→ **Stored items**
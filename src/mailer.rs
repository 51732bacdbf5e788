// SPDX-License-Identifier: AGPL-3.0-or-later
//
// Copyright (C) 2026 ElectroHub

//! Outbound mail capability for contact-seller messages.
//!
//! Delivery is an external concern; the route layer only needs "send this
//! message or tell me it failed". [`HttpMailer`] posts to a mail relay
//! endpoint; [`NullMailer`] logs and succeeds, for environments without a
//! relay and for tests.

use std::time::Duration;

use async_trait::async_trait;
use reqwest::Client;
use serde::Serialize;
use thiserror::Error;
use tracing::info;

const SEND_TIMEOUT: Duration = Duration::from_secs(10);

#[derive(Debug, Error)]
pub enum MailerError {
    #[error("mail relay request failed: {0}")]
    Request(String),

    #[error("mail relay rejected the message: {0}")]
    Rejected(String),
}

/// A contact-seller message ready for delivery.
#[derive(Debug, Clone, Serialize, PartialEq, Eq)]
pub struct ContactEmail {
    pub from_email: String,
    pub from_name: String,
    pub to_email: String,
    pub subject: String,
    pub body: String,
    pub item_title: String,
}

#[async_trait]
pub trait Mailer: Send + Sync {
    async fn send_contact_email(&self, email: &ContactEmail) -> Result<(), MailerError>;
}

/// Posts messages as JSON to a mail relay endpoint.
pub struct HttpMailer {
    client: Client,
    endpoint: String,
}

impl HttpMailer {
    pub fn new(endpoint: String) -> Self {
        let client = Client::builder()
            .timeout(SEND_TIMEOUT)
            .build()
            .unwrap_or_default();
        Self { client, endpoint }
    }
}

#[async_trait]
impl Mailer for HttpMailer {
    async fn send_contact_email(&self, email: &ContactEmail) -> Result<(), MailerError> {
        let response = self
            .client
            .post(&self.endpoint)
            .json(email)
            .send()
            .await
            .map_err(|e| MailerError::Request(e.to_string()))?;

        if response.status().is_success() {
            Ok(())
        } else {
            Err(MailerError::Rejected(format!(
                "relay returned {}",
                response.status()
            )))
        }
    }
}

/// Logs the message and reports success. Used when no relay is configured.
#[derive(Default)]
pub struct NullMailer;

#[async_trait]
impl Mailer for NullMailer {
    async fn send_contact_email(&self, email: &ContactEmail) -> Result<(), MailerError> {
        info!(
            to = %email.to_email,
            subject = %email.subject,
            item = %email.item_title,
            "mail relay not configured; dropping contact email"
        );
        Ok(())
    }
}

→ **Activity**
Your answer should be every entry above, repeated exactly.

→ **Answer to this task**
filename src/mailer.rs
repository 51732bacdbf5e788
// SPDX-License-Identifier: AGPL-3.0-or-later
//
// Copyright (C) 2026 ElectroHub

//! Outbound mail capability for contact-seller messages.
//!
//! Delivery is an external concern; the route layer only needs "send this
//! message or tell me it failed". [`HttpMailer`] posts to a mail relay
//! endpoint; [`NullMailer`] logs and succeeds, for environments without a
//! relay and for tests.

use std::time::Duration;

use async_trait::async_trait;
use reqwest::Client;
use serde::Serialize;
use thiserror::Error;
use tracing::info;

const SEND_TIMEOUT: Duration = Duration::from_secs(10);

#[derive(Debug, Error)]
pub enum MailerError {
    #[error("mail relay request failed: {0}")]
    Request(String),

    #[error("mail relay rejected the message: {0}")]
    Rejected(String),
}

/// A contact-seller message ready for delivery.
#[derive(Debug, Clone, Serialize, PartialEq, Eq)]
pub struct ContactEmail {
    pub from_email: String,
    pub from_name: String,
    pub to_email: String,
    pub subject: String,
    pub body: String,
    pub item_title: String,
}

#[async_trait]
pub trait Mailer: Send + Sync {
    async fn send_contact_email(&self, email: &ContactEmail) -> Result<(), MailerError>;
}

/// Posts messages as JSON to a mail relay endpoint.
pub struct HttpMailer {
    client: Client,
    endpoint: String,
}

impl HttpMailer {
    pub fn new(endpoint: String) -> Self {
        let client = Client::builder()
            .timeout(SEND_TIMEOUT)
            .build()
            .unwrap_or_default();
        Self { client, endpoint }
    }
}

#[async_trait]
impl Mailer for HttpMailer {
    async fn send_contact_email(&self, email: &ContactEmail) -> Result<(), MailerError> {
        let response = self
            .client
            .post(&self.endpoint)
            .json(email)
            .send()
            .await
            .map_err(|e| MailerError::Request(e.to_string()))?;

        if response.status().is_success() {
            Ok(())
        } else {
            Err(MailerError::Rejected(format!(
                "relay returned {}",
                response.status()
            )))
        }
    }
}

/// Logs the message and reports success. Used when no relay is configured.
#[derive(Default)]
pub struct NullMailer;

#[async_trait]
impl Mailer for NullMailer {
    async fn send_contact_email(&self, email: &ContactEmail) -> Result<(), MailerError> {
        info!(
            to = %email.to_email,
            subject = %email.subject,
            item = %email.item_title,
            "mail relay not configured; dropping contact email"
        );
        Ok(())
    }
}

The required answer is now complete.